"I hate the play and I'm trying to forget it," Anton Chekhov wrote in 1899 about The Wood Demon, an early version of Uncle Vanya. "It would be a real blow to me if some unknown force were to drag it out of obscurity and bring it to life. There's a fine example of perverted parental love for you."
The torturous path from The Wood Demon to Uncle Vanya makes Chekhov's rejection of the first script understandable. During The Wood Demon premiere in 1889, actors from a rival theatre, jealous that they hadn't received Chekhov's latest play, howled, whistled, and jeered from the boxes. The din of the audience made it impossible to hear the players, but it didn't make a difference since the actors forgot their lines and the actresses were atrocious. The audience booed, and Chekhov had the play withdrawn immediately from the repertory. Concerned that the sprawling script was as much to blame as the actors, he refused to include The Wood Demon in the first comprehensive edition of his works. Chekhov's loathing for his play has been shared by most producers since the premiere: The Wood Demon wasn't staged again in Moscow until 1960.

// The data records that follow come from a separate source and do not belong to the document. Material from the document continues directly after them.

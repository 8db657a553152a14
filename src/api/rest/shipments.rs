use std::sync::Arc;

use axum::Json;
use axum::Router;
use axum::extract::{Path, State};
use axum::routing::{get, post};
use chrono::Utc;
use serde::Deserialize;
use tracing::info;
use uuid::Uuid;

use crate::api::rest::quotes::record_quote_outcome;
use crate::engine::dispatch;
use crate::engine::quotes::QuoteContext;
use crate::error::AppError;
use crate::models::order::Parcel;
use crate::models::rate::{QuotedRate, RateQuote};
use crate::models::shipment::{Actor, Shipment, ShipmentStatus, TrackingEvent};
use crate::state::AppState;

pub fn router() -> Router<Arc<AppState>> {
    Router::new()
        .route("/shipments/:id", get(get_shipment))
        .route("/shipments/:id/history", get(get_history))
        .route("/shipments/:id/quotes", post(quote_shipment))
        .route("/shipments/:id/rate", post(select_rate))
        .route("/shipments/:id/transition", post(transition_shipment))
}

async fn get_shipment(
    State(state): State<Arc<AppState>>,
    Path(id): Path<Uuid>,
) -> Result<Json<Shipment>, AppError> {
    let shipment = state
        .shipments
        .get(&id)
        .map(|entry| entry.value().clone())
        .ok_or_else(|| AppError::NotFound(format!("shipment {id} not found")))?;
    Ok(Json(shipment))
}

async fn get_history(
    State(state): State<Arc<AppState>>,
    Path(id): Path<Uuid>,
) -> Result<Json<Vec<TrackingEvent>>, AppError> {
    let history = state
        .shipments
        .get(&id)
        .map(|entry| entry.value().status_history.clone())
        .ok_or_else(|| AppError::NotFound(format!("shipment {id} not found")))?;
    Ok(Json(history))
}

#[derive(Deserialize, Default)]
pub struct ShipmentQuoteRequest {
    #[serde(default)]
    pub destination_locker_id: Option<Uuid>,
}

/// Quotes the shipment's consignment and caches every returned rate so a
/// later selection can bind the server-side copy. Re-quoting replaces the
/// shipment's previous cache entries rather than piling onto them.
async fn quote_shipment(
    State(state): State<Arc<AppState>>,
    Path(id): Path<Uuid>,
    Json(payload): Json<ShipmentQuoteRequest>,
) -> Result<Json<RateQuote>, AppError> {
    let shipment = state
        .shipments
        .get(&id)
        .map(|entry| entry.value().clone())
        .ok_or_else(|| AppError::NotFound(format!("shipment {id} not found")))?;

    if shipment.status != ShipmentStatus::Pending {
        return Err(AppError::Conflict(
            "rates can only be quoted while the shipment is pending".to_string(),
        ));
    }

    let seller = state.seller(shipment.seller_id)?;
    let context = QuoteContext {
        seller,
        destination: shipment.destination.clone(),
        parcels: Parcel::per_item(&shipment.items),
        lockers: state.operational_lockers(),
        preferred_destination_locker_id: payload.destination_locker_id,
    };

    let result = state.aggregator().quote(&context).await;
    record_quote_outcome(&state, &result);
    let quote = result?;

    let now = Utc::now();
    state.quoted_rates.retain(|_, quoted| quoted.shipment_id != id);
    for rate in &quote.rates {
        state.quoted_rates.insert(
            rate.id,
            QuotedRate {
                shipment_id: id,
                rate: rate.clone(),
                quoted_at: now,
            },
        );
    }

    Ok(Json(quote))
}

#[derive(Deserialize)]
pub struct SelectRateRequest {
    pub rate_id: Uuid,
}

async fn select_rate(
    State(state): State<Arc<AppState>>,
    Path(id): Path<Uuid>,
    Json(payload): Json<SelectRateRequest>,
) -> Result<Json<Shipment>, AppError> {
    let quoted = state
        .quoted_rates
        .get(&payload.rate_id)
        .map(|entry| entry.value().clone())
        .ok_or_else(|| {
            AppError::NotFound("unknown rate id; request a fresh quote".to_string())
        })?;

    if quoted.is_stale(Utc::now()) {
        state.quoted_rates.remove(&payload.rate_id);
        return Err(AppError::NotFound(
            "quote has expired; request a fresh quote".to_string(),
        ));
    }

    if quoted.shipment_id != id {
        return Err(AppError::BadRequest(
            "rate was not quoted for this shipment".to_string(),
        ));
    }

    let updated = {
        let mut shipment = state
            .shipments
            .get_mut(&id)
            .ok_or_else(|| AppError::NotFound(format!("shipment {id} not found")))?;

        if shipment.status != ShipmentStatus::Pending {
            return Err(AppError::Conflict(
                "rate can only be selected while the shipment is pending".to_string(),
            ));
        }

        let rate = quoted.rate;
        shipment.provider_family = Some(rate.provider_family);
        shipment.origin_locker_id = rate.origin_locker_id;
        shipment.destination_locker_id = rate.destination_locker_id;
        shipment.selected_rate = Some(rate);
        shipment.updated_at = Utc::now();
        shipment.clone()
    };

    // The frozen copy now lives on the shipment; the cached quotes are
    // spent. Changing the choice means quoting again.
    state.quoted_rates.retain(|_, quoted| quoted.shipment_id != id);

    info!(shipment_id = %id, "rate selected");
    Ok(Json(updated))
}

#[derive(Deserialize)]
pub struct TransitionRequest {
    pub status: ShipmentStatus,
    pub message: Option<String>,
    pub location: Option<String>,
    pub actor: Option<Actor>,
}

async fn transition_shipment(
    State(state): State<Arc<AppState>>,
    Path(id): Path<Uuid>,
    Json(payload): Json<TransitionRequest>,
) -> Result<Json<Shipment>, AppError> {
    let shipment = dispatch::apply_transition(
        &state,
        id,
        payload.status,
        payload.message,
        payload.location,
        payload.actor.unwrap_or(Actor::Staff),
    )?;

    Ok(Json(shipment))
}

Humiliated by the critics' lambasting of what he had described as his "big romantic comedy," Chekhov resolutely turned his back on the theatre after The Wood Demon fiasco and refocused his energies on his primary profession: medicine. In the spring of 1890, he left Moscow for the island of Sakhalin, a notorious penal colony on the Pacific frontier of the vast Russian empire. After a grueling three-month, trans-Siberian odyssey, Chekhov reached the desolate island and spent four months studying the inhabitants' savage living conditions.